The Covid-19 crisis has delivered a stark demonstration of how important it is for businesses to have a solid equity base. Precisely during times of crisis, this is the key to competitive ability and resilience.

"As a result of the pandemic, we have made some important findings. We must now ensure that we turn the lessons learned into an opportunity. Although we have been able to provide active support, with just over EUR 37 billion in aid having been either already paid out or pledged, nevertheless we have seen that the crisis is leading to significant falls in equity for Austrian businesses. Their equity position is therefore relatively vulnerable. Here, we must take action so as to equip companies as effectively as possible to face future challenges," declares Finance Minister Gernot Blümel.

A study recently carried out on behalf of the Federal Ministry of Finance by EcoAustria undertook a more detailed analysis of the equity situation in Austria and also evaluated proposals for relevant economic solutions. "Over an international comparison, the level of equity held by Austrian companies is high, with the country ranking in the top 33 %. In Austria, the ratio of debt to equity is around twice as high as in Sweden or Switzerland, for example," explains the Director of EcoAustria, Monika Köppl-Turyna.

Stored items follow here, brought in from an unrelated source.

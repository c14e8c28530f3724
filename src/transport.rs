//! The dispatcher seam between the client and the network.
//!
//! The client only needs one capability from the network: POST a body to the
//! endpoint and get the response body back, with throttling, refused
//! connections and timeouts told apart. [`Dispatcher`] is that capability and
//! [`ReqwestDispatcher`] is the default implementation.

use crate::error::BoxError;
use crate::proxy::TransportKind;
use crate::{Error, Result};
use async_trait::async_trait;
use http::header::CONTENT_TYPE;
use http::{HeaderMap, HeaderValue, StatusCode};
use std::time::Duration;
use url::Url;

/// A transport-level failure reported by a [`Dispatcher`].
#[derive(thiserror::Error, Debug)]
pub enum TransportError {
    /// The endpoint refused the connection.
    #[error("Connection refused")]
    ConnectionRefused,

    /// The exchange did not complete in time.
    #[error("Request timed out")]
    Timeout,

    /// The endpoint answered with a non-2xx status.
    #[error("HTTP status {status}")]
    Status {
        /// The HTTP status code
        status: StatusCode,
        /// The response headers, including `retry-after` on 429
        headers: HeaderMap,
        /// The raw response body
        body: String,
    },

    /// Anything else.
    #[error(transparent)]
    Other(BoxError),
}

/// Performs one POST exchange with the endpoint.
///
/// Implementations are shared by every call made through one client and must
/// not keep per-call state.
#[async_trait]
pub trait Dispatcher: Send + Sync {
    /// Sends `body` to `url` with `headers` and returns the raw response body.
    async fn post(
        &self,
        url: &Url,
        body: String,
        headers: &HeaderMap,
    ) -> std::result::Result<String, TransportError>;
}

/// [`Dispatcher`] backed by a `reqwest::Client`.
#[derive(Debug, Clone)]
pub struct ReqwestDispatcher {
    http_client: reqwest::Client,
    timeout: Option<Duration>,
}

impl ReqwestDispatcher {
    /// Builds a dispatcher for the selected transport.
    ///
    /// A pooled transport ignores proxy environment variables; a proxied one
    /// routes every exchange through the given proxy.
    ///
    /// # Errors
    ///
    /// Returns a configuration error if the proxy URL is rejected or the
    /// underlying client cannot be built.
    pub fn new(kind: &TransportKind, timeout: Option<Duration>) -> Result<Self> {
        let builder = match kind {
            TransportKind::Pooled => reqwest::Client::builder().no_proxy(),
            TransportKind::Proxied(proxy_url) => {
                let proxy = reqwest::Proxy::all(proxy_url.as_str())
                    .map_err(|e| Error::ConfigurationError(format!("Invalid proxy: {}", e)))?;
                reqwest::Client::builder().proxy(proxy)
            }
        };

        let http_client = builder.build().map_err(|e| {
            Error::ConfigurationError(format!("Failed to build HTTP client: {}", e))
        })?;

        Ok(Self {
            http_client,
            timeout,
        })
    }
}

#[async_trait]
impl Dispatcher for ReqwestDispatcher {
    async fn post(
        &self,
        url: &Url,
        body: String,
        headers: &HeaderMap,
    ) -> std::result::Result<String, TransportError> {
        let mut request = self
            .http_client
            .post(url.clone())
            .header(CONTENT_TYPE, HeaderValue::from_static("application/json"))
            .headers(headers.clone())
            .body(body);

        if let Some(timeout) = self.timeout {
            request = request.timeout(timeout);
        }

        let response = request.send().await.map_err(from_reqwest)?;
        let status = response.status();

        if !status.is_success() {
            let headers = response.headers().clone();
            let body = match response.text().await {
                Ok(body) => body,
                Err(e) => {
                    tracing::warn!(
                        status = status.as_u16(),
                        error = %e,
                        "Failed to read error response body"
                    );
                    String::new()
                }
            };
            return Err(TransportError::Status {
                status,
                headers,
                body,
            });
        }

        response.text().await.map_err(from_reqwest)
    }
}

fn from_reqwest(err: reqwest::Error) -> TransportError {
    if err.is_timeout() {
        TransportError::Timeout
    } else if is_connection_refused(&err) {
        TransportError::ConnectionRefused
    } else {
        TransportError::Other(Box::new(err))
    }
}

fn is_connection_refused(err: &(dyn std::error::Error + 'static)) -> bool {
    let mut source = Some(err);
    while let Some(e) = source {
        if let Some(io) = e.downcast_ref::<std::io::Error>() {
            if io.kind() == std::io::ErrorKind::ConnectionRefused {
                return true;
            }
        }
        source = e.source();
    }
    false
}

"We must motivate business operators to build up higher levels of equity in order to become more independent and crisis-resistant. Here, tax law is an important lever and provides us with the tools we need. At present, tax can be deducted in relation to interest paid on debt capital. Analogous provisions should also apply to the accumulation and preservation of equity," explains Blümel. The model for this is known as notional interest on equity, whereby a notional interest rate is assumed which is then deducted when calculating business taxes. As a result, the same would apply as already applies to debt capital, so that equity and debt capital would at least be given equal tax treatment.

EcoAustria's Director is optimistic about this initiative in the light of the present study and international experience: "The total equity of all Austrian businesses would grow by up to EUR 25 billion."

Depending on the model implemented, the measure would cost EUR 0.5 – 1.0 billion. However, the positive incentive thereby generated would also cause GDP to rise by up to 0.4 %. For instance, as a result of healthier, more competitive businesses, over the long term up to 50,000 additional jobs would be created. Moreover, the measure would be 50 % self-financing due to the additional growth arising and higher tax revenues, and this would considerably mitigate the actual budgetary costs.

"With notional interest on equity, we have developed a meaningful measure for the Austrian economy which will also protect us in future crises and which we should implement on a timely basis," concludes Blümel.